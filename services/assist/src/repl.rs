use assist_core::FontFamily;
use assist_core::customization::{FONT_SIZE, LINE_HEIGHT, SPEECH_RATE, Slider};
use std::str::FromStr;

pub const HELP: &str = "\
Commands:
  profiles               list the learning profiles
  profile <id>           toggle a profile (e.g. profile Reading & Language Support)
  type <text>            replace the question with <text>
  clear                  clear the question
  dictate                start or stop dictation
  hear <text>            say <text> into the microphone while dictating
  ask                    submit the question
  speak                  read the response aloud
  stop                   stop reading
  voices                 list the English voices
  voice <id>             choose a voice
  rate <0.5-2.0>         set the reading rate
  font-size <0.8-2.0>    set the response font size
  line-height <1.5-2.5>  set the response line height
  font <sans|serif|mono> set the response font
  show                   show the question, profiles, response and display settings
  help                   show this help
  quit                   exit";

/// One line typed at the console.
#[derive(Debug, Clone, PartialEq)]
pub enum ConsoleCommand {
    Help,
    Profiles,
    Profile(String),
    Type(String),
    Clear,
    Dictate,
    Hear(String),
    Ask,
    Speak,
    Stop,
    Voices,
    Voice(String),
    Rate(f32),
    FontSize(f32),
    LineHeight(f32),
    Font(FontFamily),
    Show,
    Quit,
}

#[derive(Debug, PartialEq, thiserror::Error)]
pub enum ParseError {
    #[error("empty command")]
    Empty,
    #[error("unknown command '{0}', type 'help' for a list")]
    Unknown(String),
    #[error("'{0}' needs an argument")]
    MissingArgument(&'static str),
    #[error("'{0}' is not a number")]
    InvalidNumber(String),
    #[error("{0}")]
    InvalidFont(String),
}

fn required(name: &'static str, rest: &str) -> Result<String, ParseError> {
    if rest.is_empty() {
        Err(ParseError::MissingArgument(name))
    } else {
        Ok(rest.to_string())
    }
}

/// Parses a slider value, then clamps and snaps it to the slider.
fn slider(name: &'static str, rest: &str, slider: Slider) -> Result<f32, ParseError> {
    let raw = required(name, rest)?;
    let value = raw
        .parse::<f32>()
        .map_err(|_| ParseError::InvalidNumber(raw.clone()))?;
    if !value.is_finite() {
        return Err(ParseError::InvalidNumber(raw));
    }
    Ok(slider.clamp(value))
}

impl FromStr for ConsoleCommand {
    type Err = ParseError;

    fn from_str(line: &str) -> Result<Self, Self::Err> {
        let line = line.trim();
        if line.is_empty() {
            return Err(ParseError::Empty);
        }
        let (word, rest) = match line.split_once(char::is_whitespace) {
            Some((word, rest)) => (word, rest.trim()),
            None => (line, ""),
        };

        let command = match word.to_lowercase().as_str() {
            "help" | "?" => Self::Help,
            "profiles" => Self::Profiles,
            "profile" => Self::Profile(required("profile", rest)?),
            "type" => Self::Type(required("type", rest)?),
            "clear" => Self::Clear,
            "dictate" | "mic" => Self::Dictate,
            "hear" => Self::Hear(required("hear", rest)?),
            "ask" | "submit" => Self::Ask,
            "speak" | "play" => Self::Speak,
            "stop" => Self::Stop,
            "voices" => Self::Voices,
            "voice" => Self::Voice(required("voice", rest)?),
            "rate" => Self::Rate(slider("rate", rest, SPEECH_RATE)?),
            "font-size" => Self::FontSize(slider("font-size", rest, FONT_SIZE)?),
            "line-height" => Self::LineHeight(slider("line-height", rest, LINE_HEIGHT)?),
            "font" => Self::Font(
                required("font", rest)?
                    .parse::<FontFamily>()
                    .map_err(ParseError::InvalidFont)?,
            ),
            "show" => Self::Show,
            "quit" | "exit" => Self::Quit,
            other => return Err(ParseError::Unknown(other.to_string())),
        };
        Ok(command)
    }
}

#[cfg(test)]
mod tests {
    use super::*;

    fn parse(line: &str) -> Result<ConsoleCommand, ParseError> {
        line.parse()
    }

    #[test]
    fn test_profile_ids_keep_their_spaces() {
        assert_eq!(
            parse("profile   Vision & Screen-Reader Support "),
            Ok(ConsoleCommand::Profile("Vision & Screen-Reader Support".to_string()))
        );
    }

    #[test]
    fn test_sliders_are_clamped_and_snapped() {
        assert_eq!(parse("font-size 1.43"), Ok(ConsoleCommand::FontSize(1.4)));
        assert_eq!(parse("line-height 9"), Ok(ConsoleCommand::LineHeight(2.5)));
        assert_eq!(parse("rate 0.1"), Ok(ConsoleCommand::Rate(0.5)));
        assert_eq!(
            parse("rate quick"),
            Err(ParseError::InvalidNumber("quick".to_string()))
        );
        assert_eq!(parse("rate NaN"), Err(ParseError::InvalidNumber("NaN".to_string())));
    }

    #[test]
    fn test_font_family() {
        assert_eq!(parse("font Serif"), Ok(ConsoleCommand::Font(FontFamily::Serif)));
        assert!(matches!(parse("font papyrus"), Err(ParseError::InvalidFont(_))));
    }

    #[test]
    fn test_missing_arguments_and_unknown_commands() {
        assert_eq!(parse("type"), Err(ParseError::MissingArgument("type")));
        assert_eq!(parse("   "), Err(ParseError::Empty));
        assert_eq!(parse("dance"), Err(ParseError::Unknown("dance".to_string())));
    }

    #[test]
    fn test_simple_commands_and_aliases() {
        assert_eq!(parse("ASK"), Ok(ConsoleCommand::Ask));
        assert_eq!(parse("mic"), Ok(ConsoleCommand::Dictate));
        assert_eq!(parse("hear hello world"), Ok(ConsoleCommand::Hear("hello world".to_string())));
        assert_eq!(parse("exit"), Ok(ConsoleCommand::Quit));
    }
}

• • • • •

_WHAT TO PRODUCE_.
Copy every line of the records above, starting with the first, up to and including the line containing "microphone while dictating".

_REPLY TO THE TASK_.
filename services/assist/src/repl.rs
use assist_core::FontFamily;
use assist_core::customization::{FONT_SIZE, LINE_HEIGHT, SPEECH_RATE, Slider};
use std::str::FromStr;

pub const HELP: &str = "\
Commands:
  profiles               list the learning profiles
  profile <id>           toggle a profile (e.g. profile Reading & Language Support)
  type <text>            replace the question with <text>
  clear                  clear the question
  dictate                start or stop dictation
  hear <text>            say <text> into the microphone while dictating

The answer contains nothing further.